[Stored items]
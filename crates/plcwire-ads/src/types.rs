// SPDX-License-Identifier: PolyForm-Noncommercial-1.0.0
// Copyright (c) 2025 Sylvex. All rights reserved.

//! ADS/AMS identifiers, command codes and return codes.

use crate::error::AdsError;
use std::fmt;
use std::str::FromStr;

// =============================================================================
// Constants
// =============================================================================

/// Index group for reading a variable by symbol name.
pub const INDEX_GROUP_SYM_VALUE_BY_NAME: u32 = 0xF004;

/// Index group for a sum read (several reads in one frame).
pub const INDEX_GROUP_SUM_READ: u32 = 0xF080;

/// Default AMS port of a TwinCAT 3 PLC runtime.
pub const DEFAULT_TARGET_PORT: u16 = 851;

/// Default AMS port used by clients.
pub const DEFAULT_SOURCE_PORT: u16 = 32905;

/// State flag: ADS command.
pub const STATE_ADS_COMMAND: u16 = 0x0004;

/// State flag: the frame is a response.
pub const STATE_RESPONSE: u16 = 0x0001;

// =============================================================================
// AmsNetId
// =============================================================================

/// Six-byte AMS network identifier, written `a.b.c.d.e.f`.
#[derive(Debug, Clone, Copy, PartialEq, Eq, Hash, Default)]
pub struct AmsNetId(pub [u8; 6]);

impl AmsNetId {
    /// Creates a net ID from its octets.
    pub const fn new(octets: [u8; 6]) -> Self {
        Self(octets)
    }

    /// Derives the conventional net ID `<ipv4>.1.1` from a host name.
    ///
    /// Returns `None` if `host` is not a dotted IPv4 address.
    pub fn from_ipv4_host(host: &str) -> Option<Self> {
        let parts: Vec<u8> = host
            .split('.')
            .map(|p| p.parse::<u8>().ok())
            .collect::<Option<_>>()?;
        match parts.as_slice() {
            [a, b, c, d] => Some(Self([*a, *b, *c, *d, 1, 1])),
            _ => None,
        }
    }

    /// Returns the octets.
    #[inline]
    pub fn octets(&self) -> [u8; 6] {
        self.0
    }
}

impl FromStr for AmsNetId {
    type Err = AdsError;

    fn from_str(s: &str) -> Result<Self, Self::Err> {
        let invalid = || AdsError::InvalidNetId {
            value: s.to_string(),
        };
        let mut octets = [0u8; 6];
        let mut parts = s.split('.');
        for octet in octets.iter_mut() {
            *octet = parts
                .next()
                .and_then(|p| p.parse().ok())
                .ok_or_else(invalid)?;
        }
        if parts.next().is_some() {
            return Err(invalid());
        }
        Ok(Self(octets))
    }
}

impl fmt::Display for AmsNetId {
    fn fmt(&self, f: &mut fmt::Formatter<'_>) -> fmt::Result {
        let [a, b, c, d, e, g] = self.0;
        write!(f, "{}.{}.{}.{}.{}.{}", a, b, c, d, e, g)
    }
}

/// Both ends of an AMS route.
#[derive(Debug, Clone, Copy, PartialEq, Eq)]
pub struct AmsRoute {
    /// Target net ID.
    pub target_net_id: AmsNetId,
    /// Target port.
    pub target_port: u16,
    /// Source net ID.
    pub source_net_id: AmsNetId,
    /// Source port.
    pub source_port: u16,
}

impl AmsRoute {
    /// Returns the route with both ends swapped, as used by replies.
    pub fn reversed(&self) -> Self {
        Self {
            target_net_id: self.source_net_id,
            target_port: self.source_port,
            source_net_id: self.target_net_id,
            source_port: self.target_port,
        }
    }
}

impl Default for AmsRoute {
    fn default() -> Self {
        Self {
            target_net_id: AmsNetId::new([127, 0, 0, 1, 1, 1]),
            target_port: DEFAULT_TARGET_PORT,
            source_net_id: AmsNetId::new([127, 0, 0, 1, 1, 2]),
            source_port: DEFAULT_SOURCE_PORT,
        }
    }
}

// =============================================================================
// AdsCommand
// =============================================================================

/// ADS command identifiers.
#[derive(Debug, Clone, Copy, PartialEq, Eq, Hash)]
#[repr(u16)]
pub enum AdsCommand {
    /// Read device name and version.
    ReadDeviceInfo = 1,
    /// Read data by index group/offset.
    Read = 2,
    /// Write data by index group/offset.
    Write = 3,
    /// Read ADS and device state.
    ReadState = 4,
    /// Change ADS and device state.
    WriteControl = 5,
    /// Register a device notification.
    AddDeviceNotification = 6,
    /// Remove a device notification.
    DeleteDeviceNotification = 7,
    /// Notification pushed by the device.
    DeviceNotification = 8,
    /// Write then read in one round trip.
    ReadWrite = 9,
}

impl AdsCommand {
    /// Looks a command up by its wire code.
    pub fn from_code(code: u16) -> Option<Self> {
        Some(match code {
            1 => AdsCommand::ReadDeviceInfo,
            2 => AdsCommand::Read,
            3 => AdsCommand::Write,
            4 => AdsCommand::ReadState,
            5 => AdsCommand::WriteControl,
            6 => AdsCommand::AddDeviceNotification,
            7 => AdsCommand::DeleteDeviceNotification,
            8 => AdsCommand::DeviceNotification,
            9 => AdsCommand::ReadWrite,
            _ => return None,
        })
    }

    /// Wire code.
    #[inline]
    pub fn code(self) -> u16 {
        self as u16
    }
}

impl fmt::Display for AdsCommand {
    fn fmt(&self, f: &mut fmt::Formatter<'_>) -> fmt::Result {
        fmt::Debug::fmt(self, f)
    }
}

// =============================================================================
// Notifications
// =============================================================================

/// When a device notification fires.
#[derive(Debug, Clone, Copy, PartialEq, Eq)]
#[repr(u32)]
pub enum TransmissionMode {
    /// Every cycle.
    Cyclic = 3,
    /// Only when the value changes.
    OnChange = 4,
}

// =============================================================================
// Return codes
// =============================================================================

/// ADS return codes that mean "the addressed item does not exist".
pub const NOT_FOUND_CODES: [u32; 4] = [0x701, 0x702, 0x703, 0x710];

/// Returns `true` if `code` reports a missing item.
pub fn is_not_found(code: u32) -> bool {
    NOT_FOUND_CODES.contains(&code)
}

/// Describes an ADS return code.
pub fn error_message(code: u32) -> &'static str {
    match code {
        0x000 => "no error",
        0x001 => "internal error",
        0x006 => "target port not found",
        0x007 => "target machine not found",
        0x700 => "general device error",
        0x701 => "service is not supported by server",
        0x702 => "invalid index group",
        0x703 => "invalid index offset",
        0x704 => "reading/writing not permitted",
        0x705 => "parameter size not correct",
        0x706 => "invalid parameter value(s)",
        0x707 => "device is not in a ready state",
        0x708 => "device is busy",
        0x70A => "out of memory",
        0x70B => "invalid parameter value(s)",
        0x70C => "not found (files)",
        0x710 => "symbol not found",
        0x711 => "symbol version invalid",
        0x712 => "server is in invalid state",
        0x713 => "ads transmode not supported",
        0x714 => "notification handle is invalid",
        0x745 => "timeout elapsed",
        _ => "unknown ads error",
    }
}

§ **WHAT IS NEEDED**
The answer should hold only the lines from the start of the records above through the line containing "type Err = AdsError;", each set down exactly.

§ **RESULT OF THIS EXERCISE**
filename crates/plcwire-ads/src/types.rs
// SPDX-License-Identifier: PolyForm-Noncommercial-1.0.0
// Copyright (c) 2025 Sylvex. All rights reserved.

//! ADS/AMS identifiers, command codes and return codes.

use crate::error::AdsError;
use std::fmt;
use std::str::FromStr;

// =============================================================================
// Constants
// =============================================================================

/// Index group for reading a variable by symbol name.
pub const INDEX_GROUP_SYM_VALUE_BY_NAME: u32 = 0xF004;

/// Index group for a sum read (several reads in one frame).
pub const INDEX_GROUP_SUM_READ: u32 = 0xF080;

/// Default AMS port of a TwinCAT 3 PLC runtime.
pub const DEFAULT_TARGET_PORT: u16 = 851;

/// Default AMS port used by clients.
pub const DEFAULT_SOURCE_PORT: u16 = 32905;

/// State flag: ADS command.
pub const STATE_ADS_COMMAND: u16 = 0x0004;

/// State flag: the frame is a response.
pub const STATE_RESPONSE: u16 = 0x0001;

// =============================================================================
// AmsNetId
// =============================================================================

/// Six-byte AMS network identifier, written `a.b.c.d.e.f`.
#[derive(Debug, Clone, Copy, PartialEq, Eq, Hash, Default)]
pub struct AmsNetId(pub [u8; 6]);

impl AmsNetId {
    /// Creates a net ID from its octets.
    pub const fn new(octets: [u8; 6]) -> Self {
        Self(octets)
    }

    /// Derives the conventional net ID `<ipv4>.1.1` from a host name.
    ///
    /// Returns `None` if `host` is not a dotted IPv4 address.
    pub fn from_ipv4_host(host: &str) -> Option<Self> {
        let parts: Vec<u8> = host
            .split('.')
            .map(|p| p.parse::<u8>().ok())
            .collect::<Option<_>>()?;
        match parts.as_slice() {
            [a, b, c, d] => Some(Self([*a, *b, *c, *d, 1, 1])),
            _ => None,
        }
    }

    /// Returns the octets.
    #[inline]
    pub fn octets(&self) -> [u8; 6] {
        self.0
    }
}

impl FromStr for AmsNetId {
    type Err = AdsError;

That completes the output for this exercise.